Monday, September 20, 2010

no balance

spitting shitfaced bullshit belligerently
with no sense of balance
berating with snapping sharp consonants
teetering and sneering insults, i
sling shit at everyone standing around

seething and snarling at foreign figures
only recently friends
tottering totems saying nothing now
dismembering these symbols, i
misremember their meanings unfound

shitting out an oversensitive screaming stream
of bellicose nonsense
spouting torrentially, smearing and staining my senses
straining no longer to stand, i
topple to the ground

JWR
Form with function, yet hardly functioning, too busy fathoming and fornicating.
It's more like floundering, really, even with the immense understanding belying that Fall.
Frivolous fledgling, fondling this freedom, pondering that forgiveness.
And yet still, frying the backs of your eyeballs for superficial thrills.

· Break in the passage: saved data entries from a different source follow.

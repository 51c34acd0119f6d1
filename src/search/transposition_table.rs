//! Shared, lock-free transposition table keyed by Zobrist hash.
//!
//! Each slot is two atomics: the packed entry and `key ^ entry`. A torn write
//! from a racing thread fails the key check and reads as a miss, so workers
//! never lock and never see a half-written entry as valid.
//!
//! Buckets are 4-way set associative. Replacement favours deep, exact and
//! recent entries; a same-key store only loses to a deeper resident.

use std::sync::atomic::{AtomicU64, AtomicU8, Ordering};

use crate::moves::move_descriptions::Move;
use crate::search::config::EngineConfig;
use crate::search::score::Score;

#[derive(Debug, Clone, Copy, PartialEq, Eq)]
pub enum Bound {
    Exact,
    Lower,
    Upper,
}

impl Bound {
    const fn code(self) -> u64 {
        match self {
            Bound::Upper => 1,
            Bound::Lower => 2,
            Bound::Exact => 3,
        }
    }

    const fn from_code(code: u64) -> Option<Self> {
        match code {
            1 => Some(Bound::Upper),
            2 => Some(Bound::Lower),
            3 => Some(Bound::Exact),
            _ => None,
        }
    }

    /// Whether a stored score with this bound settles a node searched with
    /// window `beta` (null window around `beta - 1 .. beta`).
    #[inline]
    pub fn cuts(self, score: Score, beta: Score) -> bool {
        match self {
            Bound::Exact => true,
            Bound::Lower => score >= beta,
            Bound::Upper => score < beta,
        }
    }
}

#[derive(Debug, Clone, Copy, PartialEq, Eq)]
pub struct TTEntry {
    pub best_move: Move,
    /// Root-independent score; convert with [`Score::from_tt`].
    pub score: Score,
    pub depth: i32,
    pub bound: Bound,
}

// data layout: move 0-15, score 16-31, depth 32-39, bound 40-41,
// generation 42-47.
const GENERATION_BITS: u32 = 6;
const GENERATION_MASK: u8 = (1 << GENERATION_BITS) - 1;

fn pack(entry: TTEntry, generation: u8) -> u64 {
    let depth = entry.depth.clamp(0, u8::MAX as i32) as u64;
    u64::from(entry.best_move.raw())
        | (u64::from(entry.score.0 as i16 as u16) << 16)
        | (depth << 32)
        | (entry.bound.code() << 40)
        | (u64::from(generation & GENERATION_MASK) << 42)
}

fn unpack(data: u64) -> Option<(TTEntry, u8)> {
    let bound = Bound::from_code((data >> 40) & 0b11)?;
    let entry = TTEntry {
        best_move: Move::from_raw(data as u16),
        score: Score(i32::from((data >> 16) as u16 as i16)),
        depth: ((data >> 32) & 0xFF) as i32,
        bound,
    };
    Some((entry, ((data >> 42) as u8) & GENERATION_MASK))
}

#[derive(Debug, Default)]
struct TTSlot {
    key_xor_data: AtomicU64,
    data: AtomicU64,
}

impl TTSlot {
    #[inline]
    fn load(&self) -> (u64, u64) {
        let data = self.data.load(Ordering::Relaxed);
        let key = self.key_xor_data.load(Ordering::Relaxed) ^ data;
        (key, data)
    }

    #[inline]
    fn write(&self, key: u64, data: u64) {
        self.data.store(data, Ordering::Relaxed);
        self.key_xor_data.store(key ^ data, Ordering::Relaxed);
    }
}

type Bucket = [TTSlot; TranspositionTable::BUCKET_SIZE];

#[derive(Debug)]
pub struct TranspositionTable {
    buckets: Vec<Bucket>,
    bucket_mask: usize,
    generation: AtomicU8,
}

impl TranspositionTable {
    const BUCKET_SIZE: usize = 4;

    /// Largest power-of-two bucket count that fits in `size_mb` MiB.
    pub fn new_with_mb(size_mb: usize) -> Self {
        let bytes = size_mb.max(1) * 1024 * 1024;
        let raw_bucket_count = (bytes / std::mem::size_of::<Bucket>()).max(1);
        let bucket_count = if raw_bucket_count.is_power_of_two() {
            raw_bucket_count
        } else {
            raw_bucket_count.next_power_of_two() / 2
        };
        let mut buckets = Vec::with_capacity(bucket_count);
        buckets.resize_with(bucket_count, Bucket::default);
        Self {
            buckets,
            bucket_mask: bucket_count - 1,
            generation: AtomicU8::new(0),
        }
    }

    /// Table sized by the `Hash` option.
    pub fn from_config(config: &EngineConfig) -> Self {
        Self::new_with_mb(config.hash_mb)
    }

    /// Ages every resident entry by one search.
    #[inline]
    pub fn new_generation(&self) {
        let next = (self.generation.load(Ordering::Relaxed) + 1) & GENERATION_MASK;
        self.generation.store(next, Ordering::Relaxed);
    }

    /// Not meant to race with a running search.
    pub fn clear(&self) {
        for slot in self.buckets.iter().flatten() {
            slot.write(0, 0);
        }
        self.generation.store(0, Ordering::Relaxed);
    }

    #[inline]
    pub fn len(&self) -> usize {
        self.buckets.len() * Self::BUCKET_SIZE
    }

    #[inline]
    pub fn is_empty(&self) -> bool {
        self.buckets.is_empty()
    }

    #[inline]
    fn bucket(&self, key: u64) -> &Bucket {
        &self.buckets[(key as usize) & self.bucket_mask]
    }

    pub fn probe(&self, key: u64) -> Option<TTEntry> {
        self.bucket(key).iter().find_map(|slot| {
            let (slot_key, data) = slot.load();
            if slot_key != key {
                return None;
            }
            unpack(data).map(|(entry, _)| entry)
        })
    }

    pub fn store(&self, key: u64, entry: TTEntry) {
        let generation = self.generation.load(Ordering::Relaxed);
        let bucket = self.bucket(key);

        let mut victim = &bucket[0];
        let mut victim_priority = i32::MAX;
        for slot in bucket {
            let (slot_key, data) = slot.load();
            let Some((existing, existing_generation)) = unpack(data) else {
                slot.write(key, pack(entry, generation));
                return;
            };
            if slot_key == key {
                if entry.depth >= existing.depth || entry.bound == Bound::Exact {
                    let mut entry = entry;
                    if entry.best_move.is_none() {
                        entry.best_move = existing.best_move;
                    }
                    slot.write(key, pack(entry, generation));
                }
                return;
            }
            let priority = replacement_priority(existing, existing_generation, generation);
            if priority < victim_priority {
                victim_priority = priority;
                victim = slot;
            }
        }
        victim.write(key, pack(entry, generation));
    }

    /// Permille of a sample of slots written during the current search.
    pub fn hashfull(&self) -> u32 {
        let generation = self.generation.load(Ordering::Relaxed);
        let sample = self.buckets.iter().take(250).flatten();
        let mut total = 0u32;
        let mut used = 0u32;
        for slot in sample {
            total += 1;
            if let Some((_, slot_generation)) = unpack(slot.load().1) {
                if slot_generation == generation {
                    used += 1;
                }
            }
        }
        if total == 0 {
            0
        } else {
            used * 1000 / total
        }
    }
}

#[inline]
fn replacement_priority(entry: TTEntry, generation: u8, current_generation: u8) -> i32 {
    let age = i32::from(current_generation.wrapping_sub(generation) & GENERATION_MASK);
    let bound_bonus = match entry.bound {
        Bound::Exact => 8,
        Bound::Lower | Bound::Upper => 4,
    };
    entry.depth * 16 + bound_bonus - age * 48
}

#[cfg(test)]
mod tests {
    use super::*;

    fn entry(depth: i32, score: i32, bound: Bound, best_move: Move) -> TTEntry {
        TTEntry {
            best_move,
            score: Score(score),
            depth,
            bound,
        }
    }

    #[test]
    fn store_and_probe_round_trip() {
        let tt = TranspositionTable::new_with_mb(1);
        let stored = entry(5, -31_500, Bound::Exact, Move::new(12, 28));
        tt.store(123, stored);
        assert_eq!(tt.probe(123), Some(stored));
        assert_eq!(tt.probe(124), None);
    }

    #[test]
    fn size_is_a_power_of_two_within_budget() {
        let tt = TranspositionTable::new_with_mb(3);
        assert!(tt.len().is_power_of_two());
        assert!(tt.len() * 16 <= 3 * 1024 * 1024);
    }

    #[test]
    fn hash_option_sizes_the_table() {
        let mut config = EngineConfig::default();
        config.set_option("Hash", "2").expect("valid option");
        let tt = TranspositionTable::from_config(&config);
        assert_eq!(tt.len(), TranspositionTable::new_with_mb(2).len());
        assert!(tt.len() > TranspositionTable::new_with_mb(1).len());
    }

    #[test]
    fn same_key_depth_preferred_replacement() {
        let tt = TranspositionTable::new_with_mb(1);
        let key = 555;
        tt.store(key, entry(4, 1, Bound::Upper, Move::new(1, 2)));
        tt.store(key, entry(1, 9, Bound::Lower, Move::NONE));
        assert_eq!(tt.probe(key).map(|e| e.score), Some(Score(1)));

        tt.store(key, entry(6, 3, Bound::Lower, Move::NONE));
        let got = tt.probe(key).expect("exists");
        assert_eq!(got.depth, 6);
        assert_eq!(got.score, Score(3));
        assert_eq!(got.best_move, Move::new(1, 2));
    }

    #[test]
    fn full_bucket_evicts_shallowest_old_entry() {
        let tt = TranspositionTable::new_with_mb(1);
        let stride = (tt.bucket_mask + 1) as u64;
        for i in 0..4u64 {
            tt.store(7 + i * stride, entry(10 + i as i32, 0, Bound::Exact, Move::NONE));
        }
        tt.new_generation();
        tt.store(7 + 4 * stride, entry(1, 0, Bound::Upper, Move::NONE));
        assert!(tt.probe(7 + 4 * stride).is_some());
        assert!(tt.probe(7).is_none());
        assert!(tt.probe(7 + 3 * stride).is_some());
    }

    #[test]
    fn clear_and_hashfull() {
        let tt = TranspositionTable::new_with_mb(1);
        for key in 0..64u64 {
            tt.store(key, entry(3, 0, Bound::Exact, Move::NONE));
        }
        assert!(tt.hashfull() > 0);
        tt.clear();
        assert_eq!(tt.hashfull(), 0);
        assert_eq!(tt.probe(5), None);
    }

    #[test]
    fn concurrent_writers_never_yield_foreign_entries() {
        let tt = TranspositionTable::new_with_mb(1);
        std::thread::scope(|scope| {
            for worker in 0..4i32 {
                let tt = &tt;
                scope.spawn(move || {
                    for key in 0..10_000u64 {
                        let score = (key % 1000) as i32;
                        tt.store(key, entry(worker + 1, score, Bound::Exact, Move::NONE));
                    }
                });
            }
        });
        for key in 0..10_000u64 {
            if let Some(found) = tt.probe(key) {
                assert_eq!(found.score, Score((key % 1000) as i32));
            }
        }
    }
}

Who are you? Better question - you are who? Here is who you arent.
Your whole self. (Though I suppose through and through, this is physically you.)
An instantiation; proof that you exist. But more just a pointer we point to.

When you die, you're really gone. And there's no use asking.
But if you asked where? I'd point neither here nor there.
Because where you really are, we can't point to. Not in the air.

VLS

Sunday, September 19, 2010

argentines want to drink my beer.

I am walking on clouds
high above where
argentines want to drink my beer
that i sip through a straw
& they confuse me with
my passport
& see me as a name they can't pronounce
consonant clusters which
are so natural become
unnatural
unnaturally broad & slender

But I confuse them too:
with friends & enemies
with words & ways of walking.
Why see difference
when you can see sameness
& similarity?
Why take when
you could receive?
& in giving a dollar or 4 pesos
what is returned?
what is the value of experience?
of jumpstarting braincells to
take in stimuli?
It is the returning which teaches
us to open.

But the argentine who wants
to drink my beer
still picks fights with me
from 5000 miles away.
I tell him "if you want to go
outside that's your problem"
& he says "do you wan' to go ou'side?"
I say "no, I want you to go outside-
I paid to be here"
& we walk away from trouble
but not from the problem.
Later in the bathroom after
5 handshakes
he tells me my presidents fuck
his country (with no specifics)
I'm holding my dick
& my tongue
& rolling my eyes.
He thinks he's educating me
But all he really wants
is the cigarette I don't have
& the beer I finished.
he doesn't want to fight
he wants to talk about it.
he wants to demonstrate
in the street
every Thursday & 2nd Sunday
of the month.
"When you go home you make change"
he gave me no specifics
but cardboard & a fence post
can't change much.

Now I'm riding much
closer to the ground
at home where
other people will want to drink my beer
& I will give it to them
If they will only ask.

PDM

9/18/10

reading old manifestos is like looking into lost, mad pasts,
and the future isn't anything like it seemed it'd be when
writing those lines in tiny black notebooks, tightly bound,
in tiny, ramshackle black print.

looking at old photographs is like looking into lies
and the future isn't anything like it seemed it'd be when
the flash went off, when our smiles told some impossibly small fraction of the story,
without any of the depth that makes reality real.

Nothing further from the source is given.